その際は、''qemu-kvm-ev''ではなく古い''qemu-kvm''を使用することで回避できた。
++++
=== CUI用のツール ===
yum install qemu-kvm-tools-ev virt-install virt-top virt-dib virt-v2v libguestfs-tools libguestfs-bash-completion libguestfs-rsync libguestfs-xfs perl-XML-XPath
=== GUI用のツール ===
yum install virt-manager virt-viewer
=== インストールするパッケージの概要 ===
^ パッケージ名 ^^ 主要なコマンド ^ 概要 ^
| qemu-kvm-ev || qemu-kvm 2.12.0 | 必須 |
| | qemu-img-ev | qemu-img | 仮想ディスクイメージの操作 |
| libvirt || libvirt 4.5.0 | 必須 |
| | libvirt-client | virsh, virt-host-validate, libvirt-guests.service | 基本ツール |
| qemu-kvm-tools-ev || kvm_stat | |
| virt-install || virt-install | 仮想マシンの作成 |
| virt-top || virt-top | |
| virt-dib || virt-dib | 仮想ディスクイメージの作成 |
| virt-v2v || virt-v2v | 仮想マシンの変換 |
| libguestfs-tools || guestfish, virt-sysprep, virt-df, virt-ls | ゲスト(の中のファイル)を操作するツール |
| libguestfs-rsync || | ディスクイメージをrsyncで操作 |
| libguestfs-xfs || | XFSのディスクイメージ操作 |
| perl-XML-XPath || xpath | |
''centos-release-qemu-ev''を使用しない場合のQEMUのパッケージ名とバージョン。
^ パッケージ名 ^^ 主要なコマンド ^ 概要 ^
| qemu-kvm || qemu-kvm 1.5.3 | 必須 |
| | qemu-img | qemu-img | 仮想ディスクイメージの操作 |
| qemu-kvm-tools || kvm_stat | |
===== 仮想化環境の設定 =====
virt-host-validate
全て''PASS''、あるいは''WARN''であること。
=== FUSEの有効化 ===
''LXC: Checking if device /sys/fs/fuse/connections exists : FAIL (Load the 'fuse' module to enable /proc/ overrides)''と表示された場合。

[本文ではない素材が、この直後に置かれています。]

// SPDX-License-Identifier: GPL-3.0-only

//! Per-frame depth processing
//!
//! Stages, each usable on its own:
//!
//! - [`segment`]: dual-threshold gating of the depth raster into a mask
//! - [`find_blobs`]: contour extraction with area filtering
//! - [`build_cloud`]: colored point cloud from depth + color lookups
//! - [`compose`]: depth visualization for the outbound stream
//!
//! [`Pipeline`] strings them together once per tick and keeps the derived
//! state of the last fresh frame.

mod blobs;
mod compose;
mod input;
mod point_cloud;
mod segment;
mod types;

pub use blobs::{Blob, BlobFilter, BoundingBox, find_blobs, find_blobs_filtered};
pub use compose::{compose, compose_raster, depth_to_rgba};
pub use input::{InputEvent, PipelineConfig, ViewMode};
pub use point_cloud::{build_cloud, max_points, view_position};
pub use segment::{SegmentationPolicy, segment};
pub use types::{
    BinaryMask, CloudPoint, DepthRaster, MASK_OFF, MASK_ON, OutboundFrame, PointCloud, Rgb,
};

use crate::backends::{DepthSource, FrameSink};
use crate::constants::STALE_TICK_WARNING;
use crate::errors::PipelineError;
use tracing::{debug, info, warn};

/// Counters kept across ticks
#[derive(Debug, Clone, Copy, Default, PartialEq, Eq)]
pub struct PipelineStats {
    pub ticks: u64,
    pub fresh_frames: u64,
    pub frames_sent: u64,
    /// Ticks since the last fresh frame
    pub stale_ticks: u64,
}

/// Outcome of a single tick
#[derive(Debug, Clone, Copy, PartialEq, Eq)]
pub struct TickReport {
    pub frame_new: bool,
    pub blob_count: usize,
    /// Set when the point cloud was rebuilt this tick
    pub cloud_points: Option<usize>,
    /// False while the source has never delivered a frame
    pub composed: bool,
}

/// Orchestrates the stages and owns their last output
pub struct Pipeline {
    blob_filter: BlobFilter,
    cloud_step: u32,
    mask: Option<BinaryMask>,
    blobs: Vec<Blob>,
    cloud: PointCloud,
    cloud_outdated: bool,
    outbound: OutboundFrame,
    stats: PipelineStats,
}

impl Pipeline {
    /// Create a pipeline sending `out_width` x `out_height` frames
    pub fn new(
        out_width: u32,
        out_height: u32,
        blob_filter: BlobFilter,
        cloud_step: u32,
    ) -> Result<Self, PipelineError> {
        if cloud_step == 0 {
            return Err(PipelineError::InvalidStep(cloud_step));
        }

        info!(
            out_width,
            out_height,
            cloud_step,
            min_area = blob_filter.min_area,
            max_area = blob_filter.max_area,
            max_blobs = blob_filter.max_blobs,
            "Pipeline created"
        );

        Ok(Self {
            blob_filter,
            cloud_step,
            mask: None,
            blobs: Vec::new(),
            cloud: PointCloud::default(),
            cloud_outdated: true,
            outbound: OutboundFrame::new(out_width, out_height),
            stats: PipelineStats::default(),
        })
    }

    /// Run one tick
    ///
    /// Pulls the source; on a fresh frame recomputes the mask and blobs, and
    /// the point cloud when that view is active. The outbound frame is always
    /// composed and handed to `sink`, so a stalled source keeps streaming its
    /// last image.
    pub fn tick<S, K>(
        &mut self,
        source: &mut S,
        sink: &mut K,
        config: &PipelineConfig,
    ) -> Result<TickReport, PipelineError>
    where
        S: DepthSource + ?Sized,
        K: FrameSink + ?Sized,
    {
        source.update();
        self.stats.ticks += 1;

        let frame_new = source.is_frame_new();
        if frame_new {
            self.on_fresh_frame(source, config);
        } else {
            self.on_stale_tick();
        }

        let mut cloud_points = None;
        if config.view_mode == ViewMode::PointCloud && self.cloud_outdated {
            self.cloud = build_cloud(source, self.cloud_step)?;
            self.cloud_outdated = false;
            cloud_points = Some(self.cloud.len());
        }

        let composed = compose(source, &mut self.outbound);
        sink.send_frame(&self.outbound);
        self.stats.frames_sent += 1;

        Ok(TickReport {
            frame_new,
            blob_count: self.blobs.len(),
            cloud_points,
            composed,
        })
    }

    fn on_fresh_frame<S: DepthSource + ?Sized>(&mut self, source: &S, config: &PipelineConfig) {
        if self.stats.stale_ticks >= STALE_TICK_WARNING {
            info!(stale_ticks = self.stats.stale_ticks, "Depth stream recovered");
        }
        self.stats.stale_ticks = 0;
        self.stats.fresh_frames += 1;
        self.cloud_outdated = true;

        let Some(depth) = source.depth_raster() else {
            debug!("Source reported a new frame without a depth raster");
            return;
        };

        let mask = segment(
            depth,
            config.near_threshold,
            config.far_threshold,
            config.policy,
        );
        self.blobs = find_blobs_filtered(&mask, &self.blob_filter);
        self.mask = Some(mask);
    }

    fn on_stale_tick(&mut self) {
        self.stats.stale_ticks += 1;
        if self.stats.stale_ticks == STALE_TICK_WARNING {
            warn!(
                stale_ticks = self.stats.stale_ticks,
                connected_frames = self.stats.fresh_frames,
                "No new depth frame, reusing last result"
            );
        }
    }

    /// Mask of the last fresh frame
    pub fn mask(&self) -> Option<&BinaryMask> {
        self.mask.as_ref()
    }

    pub fn blobs(&self) -> &[Blob] {
        &self.blobs
    }

    /// Last built point cloud, possibly from an earlier frame
    pub fn cloud(&self) -> &PointCloud {
        &self.cloud
    }

    pub fn outbound(&self) -> &OutboundFrame {
        &self.outbound
    }

    pub fn stats(&self) -> PipelineStats {
        self.stats
    }
}

#[cfg(test)]
mod tests {
    use super::*;
    use crate::backends::stream::MemorySink;
    use crate::backends::synthetic::SyntheticSource;

    fn square_scene() -> DepthRaster {
        DepthRaster::from_rows(&[[0u8, 0, 0, 0], [0, 200, 200, 0], [0, 200, 200, 0], [0, 0, 0, 0]])
            .unwrap()
    }

    fn small_filter() -> BlobFilter {
        BlobFilter {
            min_area: 1,
            max_area: 16,
            ..BlobFilter::default()
        }
    }

    #[test]
    fn test_zero_step_rejected() {
        assert!(matches!(
            Pipeline::new(4, 4, BlobFilter::default(), 0),
            Err(PipelineError::InvalidStep(0))
        ));
    }

    #[test]
    fn test_fresh_frame_updates_blobs() {
        let mut source = SyntheticSource::from_raster(square_scene());
        let mut sink = MemorySink::default();
        let mut pipeline = Pipeline::new(4, 4, small_filter(), 1).unwrap();

        let report = pipeline
            .tick(&mut source, &mut sink, &PipelineConfig::default())
            .unwrap();

        assert!(report.frame_new);
        assert!(report.composed);
        assert_eq!(report.blob_count, 1);
        assert_eq!(pipeline.blobs()[0].area, 4);
        assert_eq!(sink.frames().len(), 1);
    }

    #[test]
    fn test_stale_tick_reuses_state_and_still_sends() {
        let mut source = SyntheticSource::from_raster(square_scene());
        let mut sink = MemorySink::default();
        let mut pipeline = Pipeline::new(4, 4, small_filter(), 1).unwrap();
        let config = PipelineConfig::default();

        pipeline.tick(&mut source, &mut sink, &config).unwrap();
        let blobs_before = pipeline.blobs().to_vec();

        // Thresholds that would empty the mask are ignored without a new frame
        let narrowed = PipelineConfig::with_thresholds(10, 5);
        let report = pipeline.tick(&mut source, &mut sink, &narrowed).unwrap();

        assert!(!report.frame_new);
        assert_eq!(pipeline.blobs(), blobs_before.as_slice());
        assert_eq!(pipeline.stats().stale_ticks, 1);
        assert_eq!(sink.frames().len(), 2);
    }

    #[test]
    fn test_cloud_only_built_in_cloud_view() {
        let mut source = SyntheticSource::from_raster(square_scene());
        let mut sink = MemorySink::default();
        let mut pipeline = Pipeline::new(4, 4, small_filter(), 1).unwrap();

        let live = pipeline
            .tick(&mut source, &mut sink, &PipelineConfig::default())
            .unwrap();
        assert_eq!(live.cloud_points, None);

        // Switching view rebuilds from the current frame even without a new one
        let cloud_view = PipelineConfig::default().apply_input(InputEvent::TogglePointCloud);
        let report = pipeline.tick(&mut source, &mut sink, &cloud_view).unwrap();
        assert!(!report.frame_new);
        assert_eq!(report.cloud_points, Some(4));

        let again = pipeline.tick(&mut source, &mut sink, &cloud_view).unwrap();
        assert_eq!(again.cloud_points, None);
        assert_eq!(pipeline.cloud().len(), 4);
    }
}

''modprobe fuse''を実行して改善されるか確認。
改善されるなら設定を永続化する。
echo fuse > /etc/modules-load.d/fuse.conf
=== IOMMUの有効化 ===
''QEMU: Checking if IOMMU is enabled by kernel : WARN (IOMMU appears to be disabled in kernel. Add intel_iommu=on to kernel cmdline arguments)''と表示された場合。
vi /etc/sysconfig/grub
CPUがIntel製なら''GRUB_CMDLINE_LINUX''に''intel_iommu=on iommu=pt''を追加。
AMD製なら''iommu=pt''を追加。
UEFIブートなら''/etc/grub2-efi.cfg''に出力、BIOSブートなら''/etc/grub2.cfg''に出力。
grub2-mkconfig -o /etc/grub2-efi.cfg
reboot
* [[https://access.redhat.com/documentation/ja-jp/red_hat_enterprise_linux/7/html/virtualization_deployment_and_administration_guide/sect-device-gpu]]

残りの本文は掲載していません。